2000 song by Pearl Jam

"Grievance" is a song by the American rock band Pearl Jam. Written by vocalist Eddie Vedder, "Grievance" is the ninth track on the band's sixth studio album, Binaural (2000).

==Origin and recording==
"Grievance" was written by vocalist Eddie Vedder. Vedder about the song:
It's bad when you have writer's block in the studio and you've got three songs without words and four days left. It pretty much happened on the last record. And the worst part was they were songs that I had written. I had written the music to "Insignificance" and "Grievance". I just wasn't happy with what I had so I kept working on it and scrapping it and staying up at night, playing piano melodies to make it be the best thing. And it worked, finally. That causes hell in a relationship, that's all I'll tell you.

==Lyrics==
Vedder took inspiration from the 1999 WTO protests in Seattle, Washington when writing "Grievance". When speaking about "Grievance" in an interview, Vedder stated:
I think technology went wrong somewhere. It just went into the wrong direction. Instead of helping us and freeing us, it seems to enslave us.
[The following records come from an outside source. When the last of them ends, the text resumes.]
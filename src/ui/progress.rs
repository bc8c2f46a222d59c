//! Upload progress with CI fallback

use super::context::UiContext;
use console::style;
use indicatif::{ProgressBar, ProgressStyle};

/// Progress of the upload phase.
///
/// Shows an indicatif bar in interactive mode; otherwise nothing per file,
/// and one summary line at the end.
pub struct UploadProgress {
    bar: Option<ProgressBar>,
    total: u64,
    done: u64,
}

impl UploadProgress {
    /// Create a progress indicator for `total` files
    pub fn new(ctx: &UiContext, total: u64) -> Self {
        let bar = if ctx.use_fancy_output() && total > 0 {
            let bar = ProgressBar::new(total);
            let style = ProgressStyle::default_bar()
                .template("  {spinner:.cyan} Uploading  {bar:20.cyan/dim} {pos}/{len} {msg:.dim}  {elapsed:.dim}")
                .map(|s| s.tick_chars("⠋⠙⠹⠸⠼⠴⠦⠧⠇⠏ ").progress_chars("━╸─"))
                .unwrap_or_else(|_| ProgressStyle::default_bar());
            bar.set_style(style);
            bar.enable_steady_tick(std::time::Duration::from_millis(120));
            Some(bar)
        } else {
            None
        };
        Self {
            bar,
            total,
            done: 0,
        }
    }

    /// Mark the start of one file
    pub fn start_file(&self, name: &str) {
        if let Some(ref bar) = self.bar {
            bar.set_message(name.to_string());
        }
    }

    /// Mark one file as uploaded
    pub fn file_done(&mut self) {
        self.done += 1;
        if let Some(ref bar) = self.bar {
            bar.inc(1);
        }
    }

    pub fn done(&self) -> u64 {
        self.done
    }

    /// Finish and clear the bar; report the count in plain mode
    pub fn finish(&self) {
        if let Some(ref bar) = self.bar {
            bar.disable_steady_tick();
            bar.finish_and_clear();
        } else if self.total > 0 {
            eprintln!(
                "{} Uploaded {}/{} files",
                style("[OK]").green(),
                self.done,
                self.total
            );
        }
    }
}
//! Integration tests for offbuild

mod cli_tests {
    use assert_cmd::{cargo::cargo_bin_cmd, Command};
    use predicates::prelude::*;

    fn offbuild() -> Command {
        let mut cmd = cargo_bin_cmd!("offbuild");
        cmd.env_remove("OFFBUILD_SERVER_URL");
        cmd
    }

    fn server() -> Command {
        cargo_bin_cmd!("offbuild-server")
    }

    #[test]
    fn help_displays() {
        offbuild()
            .arg("--help")
            .assert()
            .success()
            .stdout(predicate::str::contains("remote build server"))
            .stdout(predicate::str::contains("--race"));
    }

    #[test]
    fn version_displays() {
        offbuild()
            .arg("--version")
            .assert()
            .success()
            .stdout(predicate::str::contains("offbuild"));
    }

    #[test]
    fn server_help_displays() {
        server()
            .arg("--help")
            .assert()
            .success()
            .stdout(predicate::str::contains("--data-dir"))
            .stdout(predicate::str::contains("--toolchain-root"));
    }

    #[test]
    fn missing_server_url_fails() {
        offbuild()
            .arg("hello")
            .assert()
            .failure()
            .stderr(predicate::str::contains("No build server configured"))
            .stderr(predicate::str::contains("OFFBUILD_SERVER_URL"));
    }

    #[test]
    fn server_rejects_half_tls_config() {
        let dir = tempfile::TempDir::new().unwrap();
        let config = dir.path().join("server.toml");
        std::fs::write(&config, "[listen]\ntls_cert = \"cert.pem\"\n").unwrap();

        server()
            .arg("--config")
            .arg(&config)
            .assert()
            .failure()
            .stderr(predicate::str::contains("TLS requires both"));
    }
}

#[cfg(unix)]
mod end_to_end {
    use offbuild::cache::ContentHash;
    use offbuild::client::{
        run_build, BuildClient, BuildOptions, ManifestBuilder, PackageImporter, Platform,
        ResolvedPackage,
    };
    use offbuild::config::ServerConfig;
    use offbuild::error::{OffbuildError, OffbuildResult};
    use offbuild::model::Package;
    use offbuild::server::Server;
    use offbuild::session::BuildId;
    use offbuild::ui::UiContext;
    use std::os::unix::fs::PermissionsExt;
    use std::path::{Path, PathBuf};
    use std::process::Command;
    use tempfile::TempDir;

    /// Stands in for `go`: reports an environment, and "builds" a package
    /// into a shell script printing `a`, failing when a source file
    /// contains SYNTAX ERROR.
    const FAKE_GO: &str = r#"#!/bin/sh
case "$1" in
env)
    printf '{"GOOS":"linux","GOARCH":"amd64","GOVERSION":"go1.22.1"}\n'
    ;;
version)
    echo "go version go1.22.1 linux/amd64"
    ;;
build)
    shift
    out=""
    while [ $# -gt 1 ]; do
        case "$1" in
        -o) out="$2"; shift 2 ;;
        *) shift ;;
        esac
    done
    pkg="$1"
    if grep -rq "SYNTAX ERROR" "$GOPATH/src/$pkg"; then
        echo "$pkg/main.go:3:1: syntax error: unexpected }" >&2
        exit 2
    fi
    printf '#!/bin/sh\necho a\n' > "$out"
    ;;
*)
    echo "unsupported: $*" >&2
    exit 1
    ;;
esac
"#;

    /// Importer over packages written to a temp dir
    struct StaticImporter {
        packages: Vec<ResolvedPackage>,
    }

    impl PackageImporter for StaticImporter {
        fn import(&self, path: &str, _platform: &Platform) -> OffbuildResult<ResolvedPackage> {
            self.packages
                .iter()
                .find(|p| p.import_path == path)
                .cloned()
                .ok_or_else(|| OffbuildError::resolution(path, "cannot find package"))
        }
    }

    struct Fixture {
        dir: TempDir,
        url: String,
    }

    impl Fixture {
        fn start() -> Self {
            let dir = TempDir::new().unwrap();

            let bin = dir.path().join("goroot/bin");
            std::fs::create_dir_all(&bin).unwrap();
            std::fs::write(bin.join("go"), FAKE_GO).unwrap();
            std::fs::set_permissions(bin.join("go"), std::fs::Permissions::from_mode(0o755))
                .unwrap();

            let mut config = ServerConfig::default();
            config.general.data_dir = dir.path().join("data");
            config.toolchain.root = Some(dir.path().join("goroot"));

            let (tx, rx) = std::sync::mpsc::channel();
            std::thread::spawn(move || {
                let runtime = tokio::runtime::Runtime::new().unwrap();
                runtime.block_on(async move {
                    let server = Server::new(&config).await.unwrap();
                    let listener = tokio::net::TcpListener::bind("127.0.0.1:0").await.unwrap();
                    tx.send(listener.local_addr().unwrap()).unwrap();
                    server.serve_on(listener).await.unwrap();
                });
            });
            let addr = rx.recv().unwrap();

            Self {
                dir,
                url: format!("http://{addr}"),
            }
        }

        /// Write a single-file package and an importer that knows it
        fn package(&self, name: &str, source: &str) -> StaticImporter {
            let pkg_dir = self.dir.path().join("src").join(name);
            std::fs::create_dir_all(&pkg_dir).unwrap();
            std::fs::write(pkg_dir.join("main.go"), source).unwrap();

            StaticImporter {
                packages: vec![
                    ResolvedPackage {
                        import_path: name.to_string(),
                        dir: pkg_dir,
                        standard: false,
                        imports: vec!["fmt".to_string()],
                        files: vec!["main.go".to_string()],
                    },
                    ResolvedPackage {
                        import_path: "fmt".to_string(),
                        standard: true,
                        ..Default::default()
                    },
                ],
            }
        }

        fn output(&self, name: &str) -> PathBuf {
            self.dir.path().join(name)
        }

        fn options(&self, package: &str, output: &Path) -> BuildOptions {
            BuildOptions {
                server_url: self.url.clone(),
                package: package.to_string(),
                output: output.to_path_buf(),
                flags: vec![],
            }
        }

        fn scratch_is_empty(&self) -> bool {
            std::fs::read_dir(self.dir.path().join("data/scratch"))
                .unwrap()
                .next()
                .is_none()
        }
    }

    fn platform() -> Platform {
        Platform {
            os: "linux".into(),
            arch: "amd64".into(),
        }
    }

    /// Run a produced artifact through sh and return its stdout
    fn run_artifact(path: &Path) -> String {
        let output = Command::new("sh").arg(path).output().unwrap();
        assert!(output.status.success());
        String::from_utf8(output.stdout).unwrap()
    }

    const HELLO: &str = "package main\n\nfunc main() { println(\"a\") }\n";

    #[test]
    fn environment_reports_server_toolchain() {
        let fixture = Fixture::start();
        let env = BuildClient::new(&fixture.url).environment().unwrap();
        assert_eq!(env.os, "linux");
        assert_eq!(env.arch, "amd64");
        assert_eq!(env.toolchain_version, "go1.22.1");
    }

    #[test]
    fn hello_round_trip_then_cached() {
        let fixture = Fixture::start();
        let importer = fixture.package("hello", HELLO);
        let client = BuildClient::new(&fixture.url);
        let hash = ContentHash::of_bytes(HELLO.as_bytes());

        let manifest = ManifestBuilder::new(&importer, platform())
            .build("hello", vec![])
            .unwrap();
        let begun = client.begin(&manifest.request).unwrap();
        assert_eq!(begun.missing.len(), 1);
        assert_eq!(begun.missing[0].name, "hello");
        assert_eq!(begun.missing[0].files.len(), 1);
        assert_eq!(begun.missing[0].files[0].name, "main.go");
        assert_eq!(begun.missing[0].files[0].hash, hash);

        let path = manifest.sources.path(&hash).unwrap();
        client.upload(&hash, path).unwrap();

        let first = fixture.output("hello-1");
        client.fetch(&begun.id, &first).unwrap();
        assert_eq!(run_artifact(&first).trim(), "a");
        let mode = std::fs::metadata(&first).unwrap().permissions().mode();
        assert_eq!(mode & 0o777, 0o755);

        // Same sources again: nothing to upload, same artifact.
        let again = client.begin(&manifest.request).unwrap();
        assert_eq!(again.missing, Vec::<Package>::new());
        let second = fixture.output("hello-2");
        client.fetch(&again.id, &second).unwrap();
        assert_eq!(run_artifact(&second).trim(), "a");
    }

    #[test]
    fn run_build_writes_artifact() {
        let fixture = Fixture::start();
        let importer = fixture.package("tool", HELLO);
        let output = fixture.output("tool");

        let summary = run_build(
            &fixture.options("tool", &output),
            &importer,
            &UiContext::non_interactive(),
        )
        .unwrap();

        assert_eq!(summary.packages, 1);
        assert_eq!(summary.uploaded, 1);
        assert_eq!(run_artifact(&output).trim(), "a");
    }

    #[test]
    fn compile_failure_returns_diagnostics_verbatim() {
        let fixture = Fixture::start();
        let importer = fixture.package("broken", "package main\n\nSYNTAX ERROR }\n");
        let output = fixture.output("broken");

        let err = run_build(
            &fixture.options("broken", &output),
            &importer,
            &UiContext::non_interactive(),
        )
        .unwrap_err();

        match err {
            OffbuildError::Compile { diagnostics } => assert_eq!(
                String::from_utf8(diagnostics).unwrap(),
                "broken/main.go:3:1: syntax error: unexpected }\n"
            ),
            other => panic!("expected compile failure, got {other}"),
        }
        assert!(!output.exists());
        assert!(fixture.scratch_is_empty());
    }

    #[test]
    fn unknown_build_is_404() {
        let fixture = Fixture::start();
        let output = fixture.output("nothing");

        let err = BuildClient::new(&fixture.url)
            .fetch(&BuildId::generate(), &output)
            .unwrap_err();

        match err {
            OffbuildError::Protocol { status, body, .. } => {
                assert_eq!(status, 404);
                assert_eq!(body, "no such build");
            }
            other => panic!("expected protocol error, got {other}"),
        }
        assert!(!output.exists());
    }

    #[test]
    fn mislabeled_upload_is_rejected() {
        let fixture = Fixture::start();
        let importer = fixture.package("hello", HELLO);
        let source = importer.packages[0].dir.join("main.go");
        let wrong = ContentHash::of_bytes(b"something else");

        let err = BuildClient::new(&fixture.url)
            .upload(&wrong, &source)
            .unwrap_err();
        assert!(matches!(err, OffbuildError::Protocol { status: 400, .. }));

        let manifest = ManifestBuilder::new(&importer, platform())
            .build("hello", vec![])
            .unwrap();
        let begun = BuildClient::new(&fixture.url)
            .begin(&manifest.request)
            .unwrap();
        assert_eq!(begun.missing.len(), 1);
    }
}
That's what I talk about in "Grievance", about the dangers and what a lot of people don't see or don't want to see. There's the line, "For every tool they lend us a loss of independence" and it's true. Everything happens so fast. The technology is supposed to make everything simple, easy. It tries to make us believe that it's some sort of freedom we have. Of course, it's easy and comfortable if you can do all your shopping via the internet, if you don't need to leave the house to do anything. But, on the other hand, what is going to happen? You lose touch with people. You don't meet new people except on the internet and whatever you do can be traced. They know everything about you; they know what you buy; they know which papers you read, how long you stay on a page and they look at your statistics and they're going to offer you the products they think you might buy – most of them you don't really need anyway. What is going to happen to individuality?

==Reception==
At the 2001 Grammy Awards, "Grievance" received a nomination for Best Hard Rock Performance.

==Live performances==
The band played "Grievance" when it appeared on the Late Show with David Letterman in April 2000 in support of Binaural. The song was first performed live in concert at the band's May 10, 2000 concert in Bellingham, Washington at the Mount Baker Theatre. Live performances of "Grievance" can be found on the "Light Years" single and various official bootlegs. Performances of the song are also included on the DVDs Touring Band 2000 and Live at the Garden.